Two junior high BFFs, brainy teacher’s pets at the top of the class, both freckled, both science and music geeks. My daughter, now in her 20s, tells me that she was bullied by the blond soccer star and I never knew it real time. Her BFF was bullied too but we knew about it because she complained and was miserable. There were no suicides. The annoyance never got physical and did not continue into 10th grade. No one shot anyone.

Bullying is common. Bullying is natural. Bullies are famous. When you are weak, sometimes hurting someone else makes you feel strong. We know that bullies are not happy campers. They may be beaten, harassed, or neglected at home. They may have no supportive relationships. They may be full of self hatred. They may be unloved. Some people choose misery. Cutters, bullies. Are they looking for confirmation of existence? I inflict pain therefore I am?
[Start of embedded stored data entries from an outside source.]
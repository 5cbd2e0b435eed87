//! Store-backed default identity backend
//!
//! Users are kept as documents keyed by username. Passwords are stored as
//! argon2 PHC strings; the hash parameters travel inside the string, so
//! verification does not depend on the current defaults.

use argon2::password_hash::{PasswordHash, PasswordHasher, PasswordVerifier, SaltString};
use argon2::Argon2;
use async_trait::async_trait;
use chrono::{DateTime, Utc};
use rand::rngs::OsRng;
use serde::{Deserialize, Serialize};
use std::sync::OnceLock;

use crate::auth::provider::Authenticator;
use crate::constants::{DEFAULT_USER_KIND, DEFAULT_USER_TABLE};
use crate::error::{Result, WardenError};
use crate::storage::{Document, Durability, SharedDocumentStore};

/// Persisted user record
#[derive(Debug, Clone, Serialize, Deserialize)]
pub struct UserRecord {
    /// argon2 PHC hash of the password
    pub password: String,
    #[serde(default)]
    pub roles: Vec<String>,
    #[serde(rename = "lastModified")]
    pub last_modified: DateTime<Utc>,
}

impl UserRecord {
    fn into_document(self) -> Result<Document> {
        match serde_json::to_value(self)? {
            serde_json::Value::Object(map) => Ok(map),
            _ => Err(WardenError::SerializationError(
                "User record did not serialize to an object".to_string(),
            )),
        }
    }

    fn from_document(document: Document) -> Result<Self> {
        Ok(serde_json::from_value(serde_json::Value::Object(document))?)
    }
}

fn hash_password(password: &str) -> Result<String> {
    let salt = SaltString::generate(&mut OsRng);
    Argon2::default()
        .hash_password(password.as_bytes(), &salt)
        .map(|hash| hash.to_string())
        .map_err(|e| WardenError::PasswordHashError(e.to_string()))
}

fn verify_password(password: &str, stored_hash: &str) -> bool {
    match PasswordHash::new(stored_hash) {
        Ok(parsed) => Argon2::default()
            .verify_password(password.as_bytes(), &parsed)
            .is_ok(),
        Err(e) => {
            log::warn!("Stored password hash is unreadable: {}", e);
            false
        }
    }
}

/// Hash checked when the user does not exist, so unknown and known
/// usernames cost the same argon2 verification
fn dummy_hash() -> Option<&'static str> {
    static DUMMY: OnceLock<Option<String>> = OnceLock::new();
    DUMMY
        .get_or_init(|| hash_password("rusty-warden-absent-user").ok())
        .as_deref()
}

/// Default authenticator backed by the document store
pub struct IndexAuthenticator {
    store: SharedDocumentStore,
    table: String,
    kind: String,
}

impl IndexAuthenticator {
    pub fn new(store: SharedDocumentStore) -> Self {
        Self {
            store,
            table: DEFAULT_USER_TABLE.to_string(),
            kind: DEFAULT_USER_KIND.to_string(),
        }
    }

    /// Override the table users are stored in
    pub fn with_table(mut self, table: impl Into<String>) -> Self {
        self.table = table.into();
        self
    }

    /// Override the kind users are stored under
    pub fn with_kind(mut self, kind: impl Into<String>) -> Self {
        self.kind = kind.into();
        self
    }

    pub fn table(&self) -> &str {
        &self.table
    }

    pub fn kind(&self) -> &str {
        &self.kind
    }

    async fn load(&self, username: &str) -> Result<Option<UserRecord>> {
        match self.store.get(&self.table, &self.kind, username).await? {
            Some(doc) => UserRecord::from_document(doc).map(Some),
            None => Ok(None),
        }
    }

    async fn save_new(&self, username: &str, record: UserRecord) -> Result<bool> {
        self.store
            .insert(
                &self.table,
                &self.kind,
                username,
                record.into_document()?,
                Durability::Immediate,
            )
            .await
    }

    async fn save(&self, username: &str, record: UserRecord) -> Result<()> {
        self.store
            .put(
                &self.table,
                &self.kind,
                username,
                record.into_document()?,
                Durability::Immediate,
            )
            .await
    }
}

fn validate_username(username: &str) -> Result<()> {
    if username.trim().is_empty() {
        return Err(WardenError::ValidationError("Username must not be empty".to_string()));
    }
    Ok(())
}

#[async_trait]
impl Authenticator for IndexAuthenticator {
    async fn login(&self, username: &str, password: &str) -> Result<Option<Vec<String>>> {
        let record = match self.load(username).await? {
            Some(record) => record,
            None => {
                if let Some(hash) = dummy_hash() {
                    verify_password(password, hash);
                }
                log::debug!("Login for unknown user '{}'", username);
                return Ok(None);
            }
        };

        if verify_password(password, &record.password) {
            Ok(Some(record.roles))
        } else {
            log::debug!("Password mismatch for user '{}'", username);
            Ok(None)
        }
    }

    async fn create_user(&self, username: &str, password: &str, roles: &[String]) -> Result<()> {
        validate_username(username)?;

        let record = UserRecord {
            password: hash_password(password)?,
            roles: roles.to_vec(),
            last_modified: Utc::now(),
        };
        if !self.save_new(username, record).await? {
            return Err(WardenError::UserAlreadyExists(username.to_string()));
        }
        log::info!("Created user '{}' with roles {:?}", username, roles);
        Ok(())
    }

    async fn update_user(
        &self,
        username: &str,
        password: Option<&str>,
        roles: Option<&[String]>,
    ) -> Result<()> {
        let mut record = self
            .load(username)
            .await?
            .ok_or_else(|| WardenError::UserNotFound(username.to_string()))?;

        if let Some(password) = password {
            record.password = hash_password(password)?;
        }
        if let Some(roles) = roles {
            record.roles = roles.to_vec();
        }
        record.last_modified = Utc::now();

        self.save(username, record).await?;
        log::info!("Updated user '{}'", username);
        Ok(())
    }

    async fn delete_user(&self, username: &str) -> Result<()> {
        let found = self
            .store
            .delete(&self.table, &self.kind, username, Durability::Immediate)
            .await?;
        if !found {
            return Err(WardenError::UserNotFound(username.to_string()));
        }
        log::info!("Deleted user '{}'", username);
        Ok(())
    }

    fn provider_name(&self) -> &'static str {
        "INDEX"
    }
}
Google “Character Ed Word of the Month” and wait 0.34 seconds. You get 425,000,000 hits. If our children write a story or sing a song about the Word of the Month, can they learn Fairness, Honesty, or Kindness if the adults around them do not model those qualities? If a child gets cruel treatment at home or at school for being some adult’s idea of annoying, it’s not easy to become an upstanding citizen. My mother smoked and Dad told me you were allowed to go 5 miles/hour over the speed limit when we caught him speeding. I know for sure 3 of the 4 kids in my family smoked at some time. It just doesn’t work to tell kids to do as I say with a cigarette in your mouth and we cannot be surprised to find we’ve raised a bully if we are bullies ourselves.
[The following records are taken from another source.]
use log::{error, info, warn};
use std::net::SocketAddr;
use std::sync::Arc;
use warp::Filter;

use rusty_warden::config::AuthConfig;
use rusty_warden::constants::DEFAULT_AUTHENTICATOR_NAME;
use rusty_warden::handlers::{handle_rejection, login_filter, logout_filter, with_auth};
use rusty_warden::service::AuthService;
use rusty_warden::storage::MemoryDocumentStore;

#[tokio::main]
async fn main() {
    // Initialize env
    match dotenvy::dotenv() {
        Ok(_) => info!("Environment variables loaded from .env file"),
        Err(e) => warn!("Failed to load .env file: {}", e),
    };

    // Initialize logging
    env_logger::init();

    let config = match AuthConfig::from_env() {
        Ok(config) => config,
        Err(e) => {
            error!("Invalid configuration: {}", e);
            std::process::exit(1);
        }
    };

    info!(
        "Configuration: host={}, port={}, constraints={}/{}, session_timeout={}ms",
        config.host,
        config.port,
        config.constraint_table,
        config.constraint_kind,
        config.session_timeout.as_millis()
    );

    let addr: SocketAddr = match format!("{}:{}", config.host, config.port).parse() {
        Ok(addr) => addr,
        Err(e) => {
            error!("Failed to parse server address: {}", e);
            std::process::exit(1);
        }
    };

    // The in-memory store starts empty; make sure the constraint backing exists
    let store = Arc::new(MemoryDocumentStore::new());
    store.create_table(&config.constraint_table).await;

    let service = match AuthService::new(config, store) {
        Ok(service) => Arc::new(service),
        Err(e) => {
            error!("Failed to create auth service: {}", e);
            std::process::exit(1);
        }
    };

    if let Ok(password) = std::env::var("RUSTY_WARDEN_ADMIN_PASSWORD") {
        match service
            .create_user(DEFAULT_AUTHENTICATOR_NAME, "admin", &password, &["admin".to_string()])
            .await
        {
            Ok(()) => info!("Seeded admin user"),
            Err(e) => warn!("Failed to seed admin user: {}", e),
        }
    }

    if let Err(e) = service.start().await {
        error!("Failed to start auth service: {}", e);
        std::process::exit(1);
    }

    // Stand-in for the protected data service
    let content = with_auth(service.clone()).map(|| "OK");

    let routes = login_filter(service.clone())
        .or(logout_filter(service.clone()))
        .or(content)
        .recover(handle_rejection);

    info!("Starting Rusty Warden on {}", addr);
    warp::serve(routes).run(addr).await;
}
Sometimes the worst part of bullying is the sure knowledge that adults see it and can’t be bothered to do anything about it. Any anti-bullying program must include training for the adults around our children. All the adults in a school building need to be involved. The fashionable jargon is the concept of a building culture. A school building is a society and its culture includes norms of behavior and attitude that affect all members. It is hard but not impossible to make school a safe and nurturing place both for bullies and for their victims.

New York State has mandated that all public schools put in place programs that address diversity tolerance. PTA members need to be involved in the development of these programs and are ideally positioned to weigh in on the need to involve teachers and parents as well as kids.

Be the advocates for the children in your world. Be the PTA.